Saved entries:
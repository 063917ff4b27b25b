use std::time::Duration;

use elemental_defence_core::{Command, EnemyKind, Event, ResourceLedger};
use elemental_defence_system_spawning::{spawn_interval, Config, WaveScheduler};
use elemental_defence_world::{self as world, query, World};

fn tick(world: &mut World, ledger: &mut ResourceLedger, dt: Duration) -> Vec<Event> {
    let mut events = Vec::new();
    world::apply(world, ledger, Command::Tick { dt }, &mut events);
    events
}

#[test]
fn first_wave_spawns_one_enemy_per_interval_across_lanes() {
    let mut world = World::new();
    let mut ledger = ResourceLedger::default();
    let mut scheduler = WaveScheduler::new(Config::new(0x1234_5678, EnemyKind::ALL.to_vec()));
    let path_count = query::path_network(&world).len();
    let plan = scheduler.start_wave().expect("wave starts");

    let mut spawned = Vec::new();
    let mut ticks = 0;
    while scheduler.spawned() < plan.enemies {
        ticks += 1;
        assert!(ticks < 1000, "wave never finished spawning");
        let events = tick(&mut world, &mut ledger, Duration::from_millis(100));
        let mut commands = Vec::new();
        scheduler.handle(&events, path_count, &mut commands);
        for command in commands {
            let mut spawn_events = Vec::new();
            world::apply(&mut world, &mut ledger, command, &mut spawn_events);
            spawned.extend(spawn_events.into_iter().filter_map(|event| match event {
                Event::EnemySpawned { enemy, path, .. } => Some((enemy, path)),
                _ => None,
            }));
        }
    }

    assert_eq!(spawned.len(), 5);
    assert_eq!(ticks, 5 * 16, "one spawn every {:?}", spawn_interval(1));
    assert_eq!(query::live_enemy_count(&world), 5);
    assert!(spawned
        .iter()
        .all(|(_, path)| (path.get() as usize) < path_count));
}

#[test]
fn wave_clears_only_after_the_field_is_empty() {
    let mut world = World::new();
    let mut ledger = ResourceLedger::default();
    let mut scheduler = WaveScheduler::new(Config::new(3, vec![EnemyKind::Goblin]));
    let _ = scheduler.start_wave().expect("wave starts");

    let events = tick(&mut world, &mut ledger, Duration::from_secs(10));
    let mut commands = Vec::new();
    scheduler.handle(&events, query::path_network(&world).len(), &mut commands);
    for command in commands {
        let mut ignored = Vec::new();
        world::apply(&mut world, &mut ledger, command, &mut ignored);
    }

    assert_eq!(
        scheduler.clear_wave(query::live_enemy_count(&world)),
        None,
        "goblins are still on the field"
    );

    for enemy in query::enemy_view(&world).into_vec() {
        let mut ignored = Vec::new();
        world::apply(
            &mut world,
            &mut ledger,
            Command::AdvanceEnemy {
                enemy: enemy.id,
                progress: f32::MAX,
            },
            &mut ignored,
        );
    }

    assert_eq!(scheduler.clear_wave(query::live_enemy_count(&world)), Some(1));
    assert_eq!(scheduler.wave(), 2);
    assert_eq!(scheduler.start_wave().map(|plan| plan.enemies), Ok(12));
}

HOW TO COMPLETE THIS TASK -> Set down every entry again, exactly as written.

WRITTEN RESPONSE ->
repository 063917ff4b27b25b
use std::time::Duration;

use elemental_defence_core::{Command, EnemyKind, Event, ResourceLedger};
use elemental_defence_system_spawning::{spawn_interval, Config, WaveScheduler};
use elemental_defence_world::{self as world, query, World};

fn tick(world: &mut World, ledger: &mut ResourceLedger, dt: Duration) -> Vec<Event> {
    let mut events = Vec::new();
    world::apply(world, ledger, Command::Tick { dt }, &mut events);
    events
}

#[test]
fn first_wave_spawns_one_enemy_per_interval_across_lanes() {
    let mut world = World::new();
    let mut ledger = ResourceLedger::default();
    let mut scheduler = WaveScheduler::new(Config::new(0x1234_5678, EnemyKind::ALL.to_vec()));
    let path_count = query::path_network(&world).len();
    let plan = scheduler.start_wave().expect("wave starts");

    let mut spawned = Vec::new();
    let mut ticks = 0;
    while scheduler.spawned() < plan.enemies {
        ticks += 1;
        assert!(ticks < 1000, "wave never finished spawning");
        let events = tick(&mut world, &mut ledger, Duration::from_millis(100));
        let mut commands = Vec::new();
        scheduler.handle(&events, path_count, &mut commands);
        for command in commands {
            let mut spawn_events = Vec::new();
            world::apply(&mut world, &mut ledger, command, &mut spawn_events);
            spawned.extend(spawn_events.into_iter().filter_map(|event| match event {
                Event::EnemySpawned { enemy, path, .. } => Some((enemy, path)),
                _ => None,
            }));
        }
    }

    assert_eq!(spawned.len(), 5);
    assert_eq!(ticks, 5 * 16, "one spawn every {:?}", spawn_interval(1));
    assert_eq!(query::live_enemy_count(&world), 5);
    assert!(spawned
        .iter()
        .all(|(_, path)| (path.get() as usize) < path_count));
}

#[test]
fn wave_clears_only_after_the_field_is_empty() {
    let mut world = World::new();
    let mut ledger = ResourceLedger::default();
    let mut scheduler = WaveScheduler::new(Config::new(3, vec![EnemyKind::Goblin]));
    let _ = scheduler.start_wave().expect("wave starts");

    let events = tick(&mut world, &mut ledger, Duration::from_secs(10));
    let mut commands = Vec::new();
    scheduler.handle(&events, query::path_network(&world).len(), &mut commands);
    for command in commands {
        let mut ignored = Vec::new();
        world::apply(&mut world, &mut ledger, command, &mut ignored);
    }

    assert_eq!(
        scheduler.clear_wave(query::live_enemy_count(&world)),
        None,
        "goblins are still on the field"
    );

    for enemy in query::enemy_view(&world).into_vec() {
        let mut ignored = Vec::new();
        world::apply(
            &mut world,
            &mut ledger,
            Command::AdvanceEnemy {
                enemy: enemy.id,
                progress: f32::MAX,
            },
            &mut ignored,
        );
    }

    assert_eq!(scheduler.clear_wave(query::live_enemy_count(&world)), Some(1));
    assert_eq!(scheduler.wave(), 2);
    assert_eq!(scheduler.start_wave().map(|plan| plan.enemies), Ok(12));
}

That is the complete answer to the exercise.